Koniec pobytu w Medjugorje – początek przebywania w Bogu
:: 11-12 września 2007
Miałam obraz Maryi, która błogosławi jadących autokarem pielgrzymów. Ona jest nad autokarem, jakby wskazywała kierunek jazdy. Jest jednocześnie w autokarze. Z przodu, zwrócona do wszystkich, mówiła słowa:
„Dzieci. Błogosławię was na czas jazdy. Choć pobyt w Medjugorje dobiegł końca, to wasze przebywanie w Bogu dopiero się zaczęło. Trwajcie w obecności Mojego Syna również w czasie powrotu.
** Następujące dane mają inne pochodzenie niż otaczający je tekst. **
//! Property-based tests for parsing and expansion.

use proptest::prelude::*;

use crate::attrpath::AttrPath;
use crate::command::CommandKind;
use crate::expand::expand;
use crate::parser::{join_installable, parse_installable};
use crate::system::System;

// Strategy for unquoted attribute segments
fn segment_strategy() -> impl Strategy<Value = String> {
    "[a-zA-Z0-9_-]{1,16}"
}

fn attr_path_strategy() -> impl Strategy<Value = AttrPath> {
    prop::collection::vec(segment_strategy(), 0..5)
        .prop_map(|segments| AttrPath::from_segments(segments).unwrap())
}

fn locator_string_strategy() -> impl Strategy<Value = String> {
    prop_oneof![
        Just(".".to_string()),
        "[a-z][a-z0-9-]{0,12}".prop_map(String::from),
        ("[A-Za-z0-9-]{1,12}", "[A-Za-z0-9-]{1,12}")
            .prop_map(|(owner, repo)| format!("github:{owner}/{repo}")),
        "[a-z]{1,8}(/[a-z]{1,8}){1,3}".prop_map(|p| format!("/{p}")),
        "[a-z]{1,8}(/[a-z]{1,8}){0,2}".prop_map(|p| format!("~/{p}")),
    ]
}

proptest! {
    #![proptest_config(ProptestConfig {
        cases: 2000,
        .. ProptestConfig::default()
    })]

    // Parsing a joined (locator, path) pair yields the same pair
    #[test]
    fn installable_round_trip(
        locator in locator_string_strategy(),
        path in attr_path_strategy(),
    ) {
        let raw = if path.is_empty() {
            locator
        } else {
            format!("{locator}#{path}")
        };
        let (parsed_locator, parsed_path) = parse_installable(&raw).unwrap();
        let rejoined = join_installable(&parsed_locator, &parsed_path);
        let (locator2, path2) = parse_installable(&rejoined).unwrap();
        prop_assert_eq!(parsed_locator, locator2);
        prop_assert_eq!(parsed_path, path2);
    }

    // Attribute path display/parse round-trips
    #[test]
    fn attr_path_round_trip(path in attr_path_strategy()) {
        let reparsed: AttrPath = path.to_string().parse().unwrap();
        prop_assert_eq!(reparsed, path);
    }

    // Expansion always starts with the kind's output prefix, and ends
    // in `default` when the input path was empty
    #[test]
    fn expansion_prefix_invariant(path in attr_path_strategy()) {
        let system: System = "x86_64-linux".parse().unwrap();
        for kind in CommandKind::ALL {
            if kind == CommandKind::Repl {
                continue;
            }
            let expansion = expand(&path, kind, Some(&system)).unwrap();
            for candidate in expansion.candidates() {
                prop_assert!(!candidate.is_empty());
                if path.is_empty() {
                    prop_assert_eq!(candidate.last(), Some("default"));
                }
                if kind.is_per_system() {
                    prop_assert_eq!(candidate.segments()[1].as_str(), "x86_64-linux");
                }
            }
            prop_assert_eq!(
                expansion.primary().first(),
                kind.output_prefix()
            );
        }
    }

    // Expansion is stable: expanding the same inputs twice gives the
    // same candidates
    #[test]
    fn expansion_deterministic(path in attr_path_strategy()) {
        let system: System = "aarch64-darwin".parse().unwrap();
        let a = expand(&path, CommandKind::Run, Some(&system)).unwrap();
        let b = expand(&path, CommandKind::Run, Some(&system)).unwrap();
        prop_assert_eq!(a, b);
    }
}
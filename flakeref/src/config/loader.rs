//! Configuration file discovery and loading.
//!
//! Configuration lives in YAML files: a user config at
//! `~/.flakeref/config.yaml` and per-project `flakeref.yaml` files found
//! by walking up from the working directory.

use std::fs;
use std::path::{Path, PathBuf};

use crate::config::schema::Config;
use crate::error::{Error, Result};

/// Configuration source with its precedence level.
///
/// Lower precedence values are overridden by higher ones.
#[derive(Debug, Clone)]
pub struct ConfigSource {
    /// Path to the configuration file.
    pub path: PathBuf,
    /// Precedence level (higher values take priority).
    pub precedence: u8,
    /// Parsed configuration.
    pub config: Config,
}

/// Loads configuration from files on disk.
///
/// # Examples
///
/// ```no_run
/// use flakeref::config::ConfigLoader;
/// use std::path::Path;
///
/// let sources = ConfigLoader::load_all(Path::new("."), None).unwrap();
/// println!("found {} configuration sources", sources.len());
/// ```
pub struct ConfigLoader;

impl ConfigLoader {
    /// Discover and load all configuration files.
    ///
    /// Searches for:
    /// 1. User config at `~/.flakeref/config.yaml` (precedence 1)
    /// 2. The nearest `flakeref.yaml` walking up from `working_dir`
    ///    (precedence 2)
    ///
    /// The `user_config_dir` parameter overrides where the user config is
    /// loaded from.
    ///
    /// # Errors
    ///
    /// Returns an error if a configuration file exists but cannot be read
    /// or parsed.
    pub fn load_all(working_dir: &Path, user_config_dir: Option<&Path>) -> Result<Vec<ConfigSource>> {
        let mut sources = Vec::new();

        if let Some(user_config) = Self::load_user_config(user_config_dir)? {
            sources.push(user_config);
        }

        if let Some(project_config) = Self::discover_project_config(working_dir)? {
            sources.push(project_config);
        }

        sources.sort_by_key(|s| s.precedence);
        Ok(sources)
    }

    /// Load the user configuration file, if it exists.
    fn load_user_config(user_config_dir: Option<&Path>) -> Result<Option<ConfigSource>> {
        let config_path = match user_config_dir {
            Some(dir) => dir.join("config.yaml"),
            None => match home::home_dir() {
                Some(home) => home.join(".flakeref").join("config.yaml"),
                None => return Ok(None),
            },
        };

        if !config_path.exists() {
            return Ok(None);
        }

        let config = Self::load_file(&config_path)?;
        Ok(Some(ConfigSource {
            path: config_path,
            precedence: 1,
            config,
        }))
    }

    /// Find the nearest `flakeref.yaml` walking up from `start_dir`.
    ///
    /// Stops at the first directory containing one.
    ///
    /// # Errors
    ///
    /// Returns an error if a discovered file cannot be read or parsed.
    pub fn discover_project_config(start_dir: &Path) -> Result<Option<ConfigSource>> {
        let mut current = start_dir.to_path_buf();

        loop {
            let candidate = current.join("flakeref.yaml");
            if candidate.exists() {
                let config = Self::load_file(&candidate)?;
                return Ok(Some(ConfigSource {
                    path: candidate,
                    precedence: 2,
                    config,
                }));
            }

            if !current.pop() {
                return Ok(None);
            }
        }
    }

    /// Load and parse a single YAML configuration file.
    fn load_file(path: &Path) -> Result<Config> {
        let contents = fs::read_to_string(path).map_err(|e| {
            Error::Validation {
                field: path.display().to_string(),
                message: format!("cannot read configuration file: {e}"),
            }
        })?;
        let config: Config = serde_yaml::from_str(&contents)?;
        config.validate()?;
        Ok(config)
    }
}

#[cfg(test)]
mod tests {
    use super::*;

    #[test]
    fn test_discover_finds_nearest_project_config() {
        let dir = tempfile::tempdir().unwrap();
        let nested = dir.path().join("a").join("b");
        fs::create_dir_all(&nested).unwrap();

        fs::write(
            dir.path().join("flakeref.yaml"),
            "default_system: x86_64-linux\n",
        )
        .unwrap();
        fs::write(
            dir.path().join("a").join("flakeref.yaml"),
            "default_system: aarch64-darwin\n",
        )
        .unwrap();

        let source = ConfigLoader::discover_project_config(&nested)
            .unwrap()
            .unwrap();
        // The nearest file (in a/) wins; the walk stops there.
        assert_eq!(
            source.config.default_system.unwrap().as_str(),
            "aarch64-darwin"
        );
        assert_eq!(source.precedence, 2);
    }

    #[test]
    fn test_discover_returns_none_without_config() {
        let dir = tempfile::tempdir().unwrap();
        let found = ConfigLoader::discover_project_config(dir.path()).unwrap();
        assert!(found.is_none());
    }

    #[test]
    fn test_load_all_orders_by_precedence() {
        let dir = tempfile::tempdir().unwrap();
        let user_dir = dir.path().join("user");
        let project_dir = dir.path().join("project");
        fs::create_dir_all(&user_dir).unwrap();
        fs::create_dir_all(&project_dir).unwrap();

        fs::write(user_dir.join("config.yaml"), "output_format: json\n").unwrap();
        fs::write(
            project_dir.join("flakeref.yaml"),
            "output_format: human\n",
        )
        .unwrap();

        let sources = ConfigLoader::load_all(&project_dir, Some(&user_dir)).unwrap();
        assert_eq!(sources.len(), 2);
        assert!(sources[0].precedence < sources[1].precedence);
    }

    #[test]
    fn test_invalid_yaml_is_an_error() {
        let dir = tempfile::tempdir().unwrap();
        fs::write(dir.path().join("flakeref.yaml"), "default_system: [1, 2]\n").unwrap();
        assert!(ConfigLoader::discover_project_config(dir.path()).is_err());
    }
}
//! Shared implementation for the expansion subcommands.
//!
//! `build`, `eval`, `run`, `develop`, `nixos-rebuild`, and `repl` all
//! take one installable and differ only in the command kind they expand
//! for.

use crate::error::CliError;
use crate::utils::{
    load_configuration, load_registry, output_format, resolve_system, GlobalOptions,
};
use clap::Args;
use flakeref::{init_logger, CommandKind, Installable, Resolve};

/// Expand an installable for one command kind.
#[derive(Args)]
pub struct ExpandCommand {
    /// The installable to expand (e.g. `.#foo`, `nixpkgs#hello`)
    #[arg(value_name = "INSTALLABLE")]
    pub installable: String,
}

impl ExpandCommand {
    /// Execute the expansion for `kind`.
    pub fn execute(self, kind: CommandKind, global: &GlobalOptions) -> Result<(), CliError> {
        let logger = init_logger(global.verbose, global.quiet);
        let config = load_configuration(global)?;

        let system = resolve_system(global, &config)?;
        if kind.is_per_system() && system.is_none() {
            return Err(CliError::InvalidArguments(format!(
                "command '{kind}' requires a system (use --system or set default_system)"
            )));
        }

        let registry = load_registry(global, &config)?;
        let registry_ref: Option<&dyn Resolve> =
            registry.as_ref().map(|r| r as &dyn Resolve);

        let installable =
            Installable::resolve(&self.installable, kind, system.as_ref(), registry_ref)?;
        logger.info(&format!(
            "expanded for {kind}: {}",
            installable.expansion().description()
        ));

        let formatter = output_format(global, &config)?.create_formatter();
        println!("{}", formatter.format(&installable)?);
        Ok(())
    }
}
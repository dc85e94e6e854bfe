#![deny(missing_docs, unsafe_code)]
#![warn(clippy::all, clippy::pedantic)]
#![allow(clippy::module_name_repetitions)]

//! # flakeref
//!
//! A library for parsing and expanding Nix flake installable references.
//!
//! An installable as typed on the command line (`.#foo`, `nixpkgs#hello`,
//! `github:NixOS/nixpkgs`) is split into a flake locator and a partial
//! attribute path, and the path is expanded into the fully qualified
//! candidates a given command kind looks up (`packages.<system>.foo`,
//! `apps.<system>.hello`, ...). Everything here is a pure string/path
//! transformation; evaluation, fetching, and registry updates belong to
//! the external Nix tooling.
//!
//! ## Core Types
//!
//! - [`FlakeLocator`]: where a flake lives
//! - [`AttrPath`]: an attribute path into a flake's outputs
//! - [`CommandKind`] and [`System`]: what the path is expanded for
//! - [`Expansion`] and [`Installable`]: the expansion result
//! - [`Error`] and [`Result`]: error handling types
//!
//! ## Examples
//!
//! ```
//! use flakeref::{expand, parse_installable, CommandKind, System};
//!
//! let (locator, path) = parse_installable("nixpkgs#hello").unwrap();
//! assert_eq!(locator.to_string(), "nixpkgs");
//!
//! let system: System = "x86_64-linux".parse().unwrap();
//! let expansion = expand(&path, CommandKind::Run, Some(&system)).unwrap();
//! assert_eq!(expansion.primary().to_string(), "apps.x86_64-linux.hello");
//! ```

pub mod attrpath;
pub mod command;
pub mod config;
pub mod error;
pub mod expand;
pub mod installable;
pub mod locator;
pub mod logging;
pub mod output;
pub mod parser;
pub mod registry;
pub mod system;

#[cfg(all(test, feature = "property-tests"))]
mod proptests;

// Re-export key types at crate root for convenience
pub use attrpath::AttrPath;
pub use command::CommandKind;
pub use config::{Config, ConfigBuilder};
pub use error::{Error, Result};
pub use expand::{expand, Expansion};
pub use installable::Installable;
pub use locator::FlakeLocator;
pub use logging::{init_logger, LogLevel, Logger};
pub use output::{OutputFormat, OutputFormatter};
pub use parser::{join_installable, parse_installable};
pub use registry::{Registry, Resolve};
pub use system::System;
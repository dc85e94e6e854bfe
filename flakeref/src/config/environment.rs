//! Environment variable handling for configuration overrides.
//!
//! `FLAKEREF_*` environment variables override configuration file values.

use std::env;
use std::path::PathBuf;

use crate::config::schema::Config;
use crate::error::{Error, Result};

/// Handles environment variable overrides for configuration.
///
/// # Examples
///
/// ```no_run
/// use flakeref::config::{Config, EnvironmentConfig};
///
/// let mut config = Config::default();
/// EnvironmentConfig::apply_overrides(&mut config).unwrap();
/// ```
pub struct EnvironmentConfig;

impl EnvironmentConfig {
    /// Apply environment variable overrides to config.
    ///
    /// Recognized variables: `FLAKEREF_SYSTEM`, `FLAKEREF_REGISTRY`,
    /// `FLAKEREF_OUTPUT_FORMAT`.
    ///
    /// # Errors
    ///
    /// Returns an error if a variable is set to an invalid value.
    pub fn apply_overrides(config: &mut Config) -> Result<()> {
        if let Ok(system) = env::var("FLAKEREF_SYSTEM") {
            config.default_system = Some(system.parse().map_err(|e| Error::Validation {
                field: "FLAKEREF_SYSTEM".into(),
                message: format!("{e}"),
            })?);
        }

        if let Ok(path) = env::var("FLAKEREF_REGISTRY") {
            if path.is_empty() {
                return Err(Error::Validation {
                    field: "FLAKEREF_REGISTRY".into(),
                    message: "must be non-empty when set".into(),
                });
            }
            config.registry_path = Some(PathBuf::from(path));
        }

        if let Ok(format) = env::var("FLAKEREF_OUTPUT_FORMAT") {
            config.output_format = Some(format.parse().map_err(|e| Error::Validation {
                field: "FLAKEREF_OUTPUT_FORMAT".into(),
                message: e,
            })?);
        }

        Ok(())
    }
}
Starajcie się zbytnio nie rozmawiać. Bądźcie skupieni. Nie znaczy to, że macie się do siebie nie odzywać. Proszę jedynie o waszą rozwagę, mądrość w wypowiadaniu słów. Mówcie to, co posłuży wzajemnemu zbudowaniu. Mówcie wtedy, kiedy chcecie okazać miłość drugiej osobie. Mówcie tylko tyle, ile miłość wam będzie nakazywała. Jednak w waszych słowach niech nie będzie miłości własnej i pychy. Niech nie będzie próżnej, czczej gadaniny, niepotrzebnych żartów. Niech serca wasze zbudowane pobytem tutaj, napełnione miłością i pokojem Bożym rozradują się teraz w Panu i niech śpiewają Mu pieśni uwielbienia. Niech pieśni chwały płyną z głębokości dusz waszych. Niech serca przebywają w tej chwale Boga i oddają cześć Wszechmogącemu. Niech w pokłonie przed Nim zniżają się do samej ziemi i wraz z aniołami nucą pieśń miłości. Dzieci. Błogosławię was na czas podróży. Wasze nowe życie rozpoczęło się. To życie w miłości, z Miłością i dla Miłości. Zatem dzieci, błogosławię was tą Miłością.
Maryja, wasza Mama.”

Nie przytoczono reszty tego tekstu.